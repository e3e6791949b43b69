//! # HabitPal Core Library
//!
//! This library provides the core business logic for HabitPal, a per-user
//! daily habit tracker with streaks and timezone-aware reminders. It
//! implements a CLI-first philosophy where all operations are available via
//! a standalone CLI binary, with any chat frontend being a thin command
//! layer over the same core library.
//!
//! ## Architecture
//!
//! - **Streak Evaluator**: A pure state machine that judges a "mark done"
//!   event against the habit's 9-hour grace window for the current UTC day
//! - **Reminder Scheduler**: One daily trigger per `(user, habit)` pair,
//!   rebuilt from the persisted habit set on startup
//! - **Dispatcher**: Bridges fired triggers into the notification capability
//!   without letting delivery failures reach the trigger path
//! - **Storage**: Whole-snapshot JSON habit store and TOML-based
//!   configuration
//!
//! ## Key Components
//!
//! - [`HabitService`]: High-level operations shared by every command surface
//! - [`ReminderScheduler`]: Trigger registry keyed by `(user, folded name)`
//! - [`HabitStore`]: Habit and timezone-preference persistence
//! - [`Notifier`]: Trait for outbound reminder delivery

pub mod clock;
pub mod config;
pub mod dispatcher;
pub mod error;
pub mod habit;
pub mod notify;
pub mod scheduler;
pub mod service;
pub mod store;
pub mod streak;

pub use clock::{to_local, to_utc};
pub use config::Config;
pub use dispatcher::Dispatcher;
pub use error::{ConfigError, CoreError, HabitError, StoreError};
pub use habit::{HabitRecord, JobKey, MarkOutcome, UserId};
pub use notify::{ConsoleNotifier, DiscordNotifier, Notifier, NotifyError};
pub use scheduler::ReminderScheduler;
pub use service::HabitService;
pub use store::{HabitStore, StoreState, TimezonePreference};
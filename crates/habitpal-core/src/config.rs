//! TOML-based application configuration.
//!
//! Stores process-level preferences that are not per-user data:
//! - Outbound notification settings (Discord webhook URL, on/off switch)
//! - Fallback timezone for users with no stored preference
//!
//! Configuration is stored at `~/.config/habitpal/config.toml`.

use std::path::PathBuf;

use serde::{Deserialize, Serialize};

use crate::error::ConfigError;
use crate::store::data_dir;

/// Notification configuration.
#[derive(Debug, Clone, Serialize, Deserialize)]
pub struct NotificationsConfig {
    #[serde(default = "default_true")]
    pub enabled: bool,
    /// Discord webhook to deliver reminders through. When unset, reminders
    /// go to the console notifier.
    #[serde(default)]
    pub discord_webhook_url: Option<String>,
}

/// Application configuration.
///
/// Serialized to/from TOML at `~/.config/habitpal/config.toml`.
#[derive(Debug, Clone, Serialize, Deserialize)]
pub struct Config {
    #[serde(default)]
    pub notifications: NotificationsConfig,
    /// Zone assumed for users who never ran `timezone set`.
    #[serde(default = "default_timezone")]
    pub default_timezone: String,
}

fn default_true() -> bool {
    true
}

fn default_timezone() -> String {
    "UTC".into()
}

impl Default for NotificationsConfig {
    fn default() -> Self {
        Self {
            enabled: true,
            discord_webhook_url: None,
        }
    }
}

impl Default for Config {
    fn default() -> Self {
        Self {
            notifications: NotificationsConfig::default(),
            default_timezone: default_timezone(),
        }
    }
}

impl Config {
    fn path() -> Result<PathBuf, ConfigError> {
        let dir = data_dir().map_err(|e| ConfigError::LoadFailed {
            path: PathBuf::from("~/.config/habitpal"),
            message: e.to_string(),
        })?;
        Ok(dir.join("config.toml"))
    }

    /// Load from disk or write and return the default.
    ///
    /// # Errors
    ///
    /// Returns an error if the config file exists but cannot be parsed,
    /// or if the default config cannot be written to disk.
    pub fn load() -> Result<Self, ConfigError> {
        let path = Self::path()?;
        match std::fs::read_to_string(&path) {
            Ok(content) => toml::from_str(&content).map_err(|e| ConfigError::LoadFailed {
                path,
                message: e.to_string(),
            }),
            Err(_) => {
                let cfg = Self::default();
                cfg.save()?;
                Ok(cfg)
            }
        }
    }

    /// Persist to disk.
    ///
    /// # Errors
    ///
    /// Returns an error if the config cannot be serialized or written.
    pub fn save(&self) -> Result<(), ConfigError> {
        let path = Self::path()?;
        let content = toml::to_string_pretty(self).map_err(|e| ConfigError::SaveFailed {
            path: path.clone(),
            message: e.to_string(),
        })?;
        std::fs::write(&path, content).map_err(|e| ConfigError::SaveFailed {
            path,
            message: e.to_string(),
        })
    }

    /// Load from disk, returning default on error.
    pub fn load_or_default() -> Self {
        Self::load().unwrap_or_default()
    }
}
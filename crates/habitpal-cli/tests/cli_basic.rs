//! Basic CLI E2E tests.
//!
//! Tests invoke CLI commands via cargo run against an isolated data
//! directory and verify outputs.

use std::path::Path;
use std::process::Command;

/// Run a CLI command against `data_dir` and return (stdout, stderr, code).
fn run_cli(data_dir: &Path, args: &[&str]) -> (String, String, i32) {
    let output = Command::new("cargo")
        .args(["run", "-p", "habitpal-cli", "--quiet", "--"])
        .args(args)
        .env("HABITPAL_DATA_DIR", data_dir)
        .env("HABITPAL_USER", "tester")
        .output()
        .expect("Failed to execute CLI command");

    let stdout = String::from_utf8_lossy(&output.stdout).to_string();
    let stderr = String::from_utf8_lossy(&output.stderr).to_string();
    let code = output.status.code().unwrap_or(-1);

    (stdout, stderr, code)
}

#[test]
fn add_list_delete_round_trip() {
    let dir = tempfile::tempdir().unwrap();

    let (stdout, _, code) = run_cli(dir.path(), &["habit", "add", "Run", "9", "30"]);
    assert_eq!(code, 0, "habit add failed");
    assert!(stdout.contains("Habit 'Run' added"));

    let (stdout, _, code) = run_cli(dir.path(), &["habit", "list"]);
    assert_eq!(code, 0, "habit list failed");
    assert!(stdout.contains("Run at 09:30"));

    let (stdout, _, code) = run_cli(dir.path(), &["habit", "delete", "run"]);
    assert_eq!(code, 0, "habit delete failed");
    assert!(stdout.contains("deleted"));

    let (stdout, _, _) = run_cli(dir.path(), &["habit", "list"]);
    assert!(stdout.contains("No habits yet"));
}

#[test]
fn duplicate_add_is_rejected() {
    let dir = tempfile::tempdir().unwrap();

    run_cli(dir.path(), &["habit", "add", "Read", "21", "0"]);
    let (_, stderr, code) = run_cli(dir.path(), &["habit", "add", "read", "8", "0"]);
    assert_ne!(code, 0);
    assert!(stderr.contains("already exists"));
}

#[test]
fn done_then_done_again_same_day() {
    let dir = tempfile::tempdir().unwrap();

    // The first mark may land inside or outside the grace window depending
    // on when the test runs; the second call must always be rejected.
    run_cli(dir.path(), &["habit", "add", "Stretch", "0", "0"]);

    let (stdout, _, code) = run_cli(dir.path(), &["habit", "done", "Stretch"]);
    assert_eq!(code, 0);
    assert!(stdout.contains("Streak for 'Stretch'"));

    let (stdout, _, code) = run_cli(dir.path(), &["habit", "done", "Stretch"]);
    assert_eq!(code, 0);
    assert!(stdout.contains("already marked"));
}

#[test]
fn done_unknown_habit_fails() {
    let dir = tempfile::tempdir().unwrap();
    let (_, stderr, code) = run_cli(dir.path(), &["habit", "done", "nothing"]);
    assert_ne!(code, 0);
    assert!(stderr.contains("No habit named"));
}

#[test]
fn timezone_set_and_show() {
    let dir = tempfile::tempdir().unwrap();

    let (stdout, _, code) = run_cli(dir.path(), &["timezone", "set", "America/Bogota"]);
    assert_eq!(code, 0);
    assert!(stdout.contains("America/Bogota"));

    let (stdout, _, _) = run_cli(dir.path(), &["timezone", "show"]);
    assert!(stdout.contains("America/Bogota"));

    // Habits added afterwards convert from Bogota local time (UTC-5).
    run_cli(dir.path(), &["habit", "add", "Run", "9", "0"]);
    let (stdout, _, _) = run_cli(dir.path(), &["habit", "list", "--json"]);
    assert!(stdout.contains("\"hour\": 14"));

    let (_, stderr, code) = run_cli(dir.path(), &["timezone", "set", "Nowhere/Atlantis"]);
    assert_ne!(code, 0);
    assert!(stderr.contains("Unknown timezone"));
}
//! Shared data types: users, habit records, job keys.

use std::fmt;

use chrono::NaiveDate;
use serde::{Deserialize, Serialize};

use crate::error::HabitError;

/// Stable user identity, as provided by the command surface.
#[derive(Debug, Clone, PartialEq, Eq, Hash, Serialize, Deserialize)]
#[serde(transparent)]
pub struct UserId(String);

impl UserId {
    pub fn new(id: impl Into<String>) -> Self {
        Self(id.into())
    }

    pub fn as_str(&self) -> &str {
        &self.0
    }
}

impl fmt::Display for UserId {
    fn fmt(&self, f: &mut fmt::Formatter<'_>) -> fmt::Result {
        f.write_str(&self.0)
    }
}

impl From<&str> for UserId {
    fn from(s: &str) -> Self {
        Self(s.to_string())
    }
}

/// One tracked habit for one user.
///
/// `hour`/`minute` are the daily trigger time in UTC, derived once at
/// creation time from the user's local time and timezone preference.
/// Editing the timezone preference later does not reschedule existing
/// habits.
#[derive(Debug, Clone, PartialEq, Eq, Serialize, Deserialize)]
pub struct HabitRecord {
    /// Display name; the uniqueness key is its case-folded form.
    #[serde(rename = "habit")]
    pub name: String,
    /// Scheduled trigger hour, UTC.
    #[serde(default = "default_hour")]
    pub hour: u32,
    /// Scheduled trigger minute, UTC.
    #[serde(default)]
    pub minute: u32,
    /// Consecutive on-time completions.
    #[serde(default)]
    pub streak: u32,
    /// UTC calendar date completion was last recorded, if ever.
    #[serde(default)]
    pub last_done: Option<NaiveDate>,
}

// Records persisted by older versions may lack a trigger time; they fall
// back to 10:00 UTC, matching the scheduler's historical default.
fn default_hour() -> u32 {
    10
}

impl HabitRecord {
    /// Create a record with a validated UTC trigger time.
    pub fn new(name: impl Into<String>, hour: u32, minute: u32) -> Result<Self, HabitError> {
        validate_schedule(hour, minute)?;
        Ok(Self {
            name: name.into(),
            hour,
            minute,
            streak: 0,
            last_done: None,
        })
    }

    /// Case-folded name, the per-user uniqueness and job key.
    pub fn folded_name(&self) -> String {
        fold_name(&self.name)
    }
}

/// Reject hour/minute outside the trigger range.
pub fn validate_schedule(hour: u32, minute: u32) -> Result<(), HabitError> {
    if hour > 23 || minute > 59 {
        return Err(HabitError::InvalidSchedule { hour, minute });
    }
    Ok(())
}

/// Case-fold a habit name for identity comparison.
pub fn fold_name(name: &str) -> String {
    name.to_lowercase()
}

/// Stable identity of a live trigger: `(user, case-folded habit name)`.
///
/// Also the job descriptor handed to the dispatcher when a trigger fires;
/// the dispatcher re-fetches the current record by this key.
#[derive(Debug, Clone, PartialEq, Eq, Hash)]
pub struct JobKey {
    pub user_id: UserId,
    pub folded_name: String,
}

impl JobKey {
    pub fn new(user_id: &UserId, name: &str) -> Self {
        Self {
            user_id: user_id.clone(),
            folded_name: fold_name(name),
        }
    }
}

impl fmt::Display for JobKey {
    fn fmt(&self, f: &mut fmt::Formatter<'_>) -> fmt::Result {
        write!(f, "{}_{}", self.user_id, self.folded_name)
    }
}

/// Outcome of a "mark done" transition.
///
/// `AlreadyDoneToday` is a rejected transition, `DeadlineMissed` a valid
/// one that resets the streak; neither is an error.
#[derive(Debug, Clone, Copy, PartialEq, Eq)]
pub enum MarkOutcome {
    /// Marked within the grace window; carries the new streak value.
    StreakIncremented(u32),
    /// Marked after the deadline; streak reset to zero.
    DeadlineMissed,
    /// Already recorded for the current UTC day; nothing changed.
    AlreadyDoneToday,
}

###

§ EXERCISE AIM: Pull out every line holding "content" from the records above, and copy it.

§ TASK ANSWER:
            Ok(content) => toml::from_str(&content).map_err(|e| ConfigError::LoadFailed {
        let content = toml::to_string_pretty(self).map_err(|e| ConfigError::SaveFailed {
        std::fs::write(&path, content).map_err(|e| ConfigError::SaveFailed {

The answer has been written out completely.